Jazz Orchestra of the Concertgebouw: un espresso con Juan Martinez
23 giugno 2022
Il 24 giugno al Sicilia Jazz Festival saranno protagonisti Trijntje Oosterhuis e la Jazz Orchestra Concertgebouw. Abbiamo intervistato il direttore della big band, Juan Martinez.
> Eugenio Mirti
Come è nata la Jazz Orchestra of the Concertgebouw? Quali sono le sue caratteristiche principali?
Iniziò nel 1996 come una iniziativa di alcuni giovani musicisti insieme a Henk Meutgeert, che al tempo era l’esperto pianista e arrangiatore che lavorava con gli Skymasters, la più importante big band olandese degli anni 80 e 90. All’inizio il nome era “New Concert Bigband”.
La caratteristica principale del gruppo è il grande numero di compositori e solisti brillanti. Musicisti come Jesse van Ruller e Benjamin Herman hanno fatto parte della big band nei suoi primi dieci anni di vita, e le loro composizioni hanno formato la base del repertorio dei primi anni: già dall’inizio suonavamo la nostra musica, e questo ha reso il repertorio nuovo e fresco.
Iniziammo suonando ogni due settimane al Bimhuis, il Jazz Club di Amsterdam, e il direttore della Concertgebouw divenne fan dell’ensemble. Nel 1997 ci invitò a suonare alla Concertgebouw con Joe Henderson, e quel concerto fu l’inizio di una lunga collaborazione. Dopo grandi concerti con, ad esempio, Toots Thielemans e Jessye Norman, nel 1999 cambiammo il nome in quello attuale. Questo ci ha permesso di collaborare con artisti come Chick Corea, Kurt Elling, Benny Golson, Tito Puente, Branford Marsalis, Dr. Lonnie Smith, Roberta Gambarini e Roy Hargrove, sia in Olanda che nel resto del mondo.
Cosa vi aspettate dall’esperienza siciliana?
Non vediamo l’ora di collaborare con Domenico Riina, che dirige l’Orchestra Jazz Siciliana, e con alcuni dei suoi grandi solisti come Vito Giordano al flicorno e Orazio Maugeri al contralto. Inoltre ci sarà un duetto tra Lucy Garsia e Trijntje Oosterhuis, la grande cantante olandese che presenterà il suo tributo a Frank Sinatra.
Sono molto curioso di scoprire come il pubblico accoglierà la nostra musica, e la sua reazione nello scoprire le differenze tra le due orchestre.
Il jazz è cosmopolita o pensi che si possa intuire l’origine olandese o siciliana (per esempio) dei musicisti?

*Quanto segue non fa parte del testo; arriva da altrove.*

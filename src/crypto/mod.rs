//! AES-256-GCM encryption for stored secrets.
//!
//! Every secret is encrypted separately with a fresh random nonce. The master
//! key must be 32 bytes (256 bits) and comes from process configuration; it is
//! never written to disk.

use aes_gcm::{
    aead::{Aead, AeadCore, KeyInit, OsRng},
    Aes256Gcm, Nonce,
};
use base64::{engine::general_purpose::STANDARD as BASE64, Engine};
use serde::{Deserialize, Serialize};
use thiserror::Error;

/// Size of the encryption key in bytes (256 bits)
const KEY_SIZE: usize = 32;

/// Size of the nonce in bytes (96 bits, standard for GCM)
const NONCE_SIZE: usize = 12;

#[derive(Debug, Error)]
pub enum CryptoError {
    #[error("encryption key is not valid base64")]
    KeyNotBase64,
    #[error("encryption key must be {KEY_SIZE} bytes (256 bits), got {0} bytes")]
    KeyWrongLength(usize),
    #[error("encryption failed")]
    EncryptionFailed,
    /// Wrong or rotated key, corrupted ciphertext, or tampering. Callers must
    /// never treat this as "no credential stored".
    #[error("decryption failed (wrong key or corrupted data)")]
    DecryptionFailed,
    #[error("ciphertext or nonce is not valid base64")]
    BlobNotBase64,
    #[error("invalid nonce size: expected {NONCE_SIZE}, got {0}")]
    BadNonce(usize),
}

/// Ciphertext plus the nonce it was produced under, both base64-encoded.
///
/// The only form in which API tokens and credential JSON are persisted.
#[derive(Clone, Debug, PartialEq, Eq, Serialize, Deserialize)]
pub struct SecretBlob {
    pub ciphertext: String,
    pub nonce: String,
}

/// Validates that the master key is exactly 32 bytes when base64 decoded.
pub fn validate_key(key_base64: &str) -> Result<Vec<u8>, CryptoError> {
    let key_bytes = BASE64
        .decode(key_base64)
        .map_err(|_| CryptoError::KeyNotBase64)?;

    if key_bytes.len() != KEY_SIZE {
        return Err(CryptoError::KeyWrongLength(key_bytes.len()));
    }

    Ok(key_bytes)
}

/// Process-wide symmetric cipher over stored secrets.
///
/// Constructed once at startup from the configured master key. Construction
/// fails on a missing-length or malformed key: running with an ephemeral
/// generated key instead would silently orphan every previously encrypted
/// secret, so this is a hard deployment precondition.
pub struct SecretCipher {
    key: Vec<u8>,
}

impl SecretCipher {
    /// Build a cipher from a base64-encoded 256-bit key.
    pub fn new(key_base64: &str) -> Result<Self, CryptoError> {
        let key = validate_key(key_base64)?;
        Ok(Self { key })
    }

    /// Encrypts plaintext with a random nonce (never reused).
    pub fn encrypt(&self, plaintext: &str) -> Result<SecretBlob, CryptoError> {
        let cipher =
            Aes256Gcm::new_from_slice(&self.key).map_err(|_| CryptoError::EncryptionFailed)?;

        let nonce_bytes = Aes256Gcm::generate_nonce(&mut OsRng);

        let ciphertext_bytes = cipher
            .encrypt(&nonce_bytes, plaintext.as_bytes())
            .map_err(|_| CryptoError::EncryptionFailed)?;

        Ok(SecretBlob {
            ciphertext: BASE64.encode(&ciphertext_bytes),
            nonce: BASE64.encode(nonce_bytes),
        })
    }

    /// Decrypts a blob produced by [`encrypt`](Self::encrypt).
    ///
    /// GCM authentication guarantees this either returns the original
    /// plaintext or fails; garbage bytes are never handed back.
    pub fn decrypt(&self, blob: &SecretBlob) -> Result<String, CryptoError> {
        let ciphertext_bytes = BASE64
            .decode(&blob.ciphertext)
            .map_err(|_| CryptoError::BlobNotBase64)?;
        let nonce_bytes = BASE64
            .decode(&blob.nonce)
            .map_err(|_| CryptoError::BlobNotBase64)?;

        if nonce_bytes.len() != NONCE_SIZE {
            return Err(CryptoError::BadNonce(nonce_bytes.len()));
        }

        let cipher =
            Aes256Gcm::new_from_slice(&self.key).map_err(|_| CryptoError::DecryptionFailed)?;

        let nonce = Nonce::from_slice(&nonce_bytes);

        let plaintext_bytes = cipher
            .decrypt(nonce, ciphertext_bytes.as_ref())
            .map_err(|_| CryptoError::DecryptionFailed)?;

        String::from_utf8(plaintext_bytes).map_err(|_| CryptoError::DecryptionFailed)
    }
}

#[cfg(test)]
mod tests {
    use super::*;

    fn cipher_with(byte: u8) -> SecretCipher {
        SecretCipher::new(&BASE64.encode([byte; 32])).expect("valid test key")
    }

    #[test]
    fn test_key_validation() {
        // Valid 32-byte key (base64-encoded)
        let valid_key = BASE64.encode([0u8; 32]);
        assert!(validate_key(&valid_key).is_ok());

        // Too short
        let short_key = BASE64.encode([0u8; 16]);
        assert!(matches!(
            validate_key(&short_key),
            Err(CryptoError::KeyWrongLength(16))
        ));

        // Too long
        let long_key = BASE64.encode([0u8; 64]);
        assert!(matches!(
            validate_key(&long_key),
            Err(CryptoError::KeyWrongLength(64))
        ));

        // Invalid base64
        assert!(matches!(
            validate_key("not-valid-base64!@#$"),
            Err(CryptoError::KeyNotBase64)
        ));
    }

    #[test]
    fn test_encrypt_decrypt_roundtrip() {
        let cipher = cipher_with(0);
        let plaintext = "pk_12345_SECRETCLICKUPTOKEN";

        let blob = cipher.encrypt(plaintext).expect("encryption failed");
        assert_ne!(blob.ciphertext, plaintext);

        let decrypted = cipher.decrypt(&blob).expect("decryption failed");
        assert_eq!(decrypted, plaintext);
    }

    #[test]
    fn test_different_nonces() {
        let cipher = cipher_with(0);
        let plaintext = "same-plaintext";

        let blob1 = cipher.encrypt(plaintext).unwrap();
        let blob2 = cipher.encrypt(plaintext).unwrap();

        // Nonces are random, so ciphertexts differ too
        assert_ne!(blob1.nonce, blob2.nonce);
        assert_ne!(blob1.ciphertext, blob2.ciphertext);

        assert_eq!(cipher.decrypt(&blob1).unwrap(), plaintext);
        assert_eq!(cipher.decrypt(&blob2).unwrap(), plaintext);
    }

    #[test]
    fn test_wrong_key_fails() {
        let cipher1 = cipher_with(0);
        let cipher2 = cipher_with(1);
        let plaintext = "secret";

        let blob = cipher1.encrypt(plaintext).unwrap();

        // Decrypting under a different key fails loudly and never yields the
        // plaintext back
        let result = cipher2.decrypt(&blob);
        assert!(matches!(result, Err(CryptoError::DecryptionFailed)));
    }

    #[test]
    fn test_wrong_nonce_fails() {
        let cipher = cipher_with(0);

        let blob = cipher.encrypt("secret").unwrap();
        let other = cipher.encrypt("other").unwrap();

        let mismatched = SecretBlob {
            ciphertext: blob.ciphertext,
            nonce: other.nonce,
        };
        assert!(matches!(
            cipher.decrypt(&mismatched),
            Err(CryptoError::DecryptionFailed)
        ));
    }

    #[test]
    fn test_tampered_ciphertext_fails() {
        let cipher = cipher_with(0);

        let mut blob = cipher.encrypt("secret").unwrap();
        blob.ciphertext.push('X');

        // Authenticated encryption detects tampering
        assert!(cipher.decrypt(&blob).is_err());
    }
}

Il jazz nasce cosmpopolita, e si alimenta di influenze di diverse parti del mondo: Africa, America, Europa, che insieme la rendono una forma d’arte. Spesso suoniamo in Cina, Giappone, Russia, Indonesia, Sud America, e siamo sempre colpiti dalla conoscenza della musica del pubblico e anche dall’alto livello tecnico dei musicisti di tutti questi luoghi. Comunicare attraverso il jazz è bello, il jazz è diventato davvero un linguaggio internazionale.
Il jazz (e la musica in generale) vivono momenti complicati (a partire dal post pandemia). Quali sono le sfide del futuro?
Ce ne sono molte. A parte il Covid, i cambiamenti climatici e le geo politica, sono molto ottimista a proposito delle nuove generazioni di musicisti jazz e delle loro idee. Più grandi sono le sfide che affrontiamo come genere umano, più grande sarà l’esigenza di buona musica per curare le nostre anime.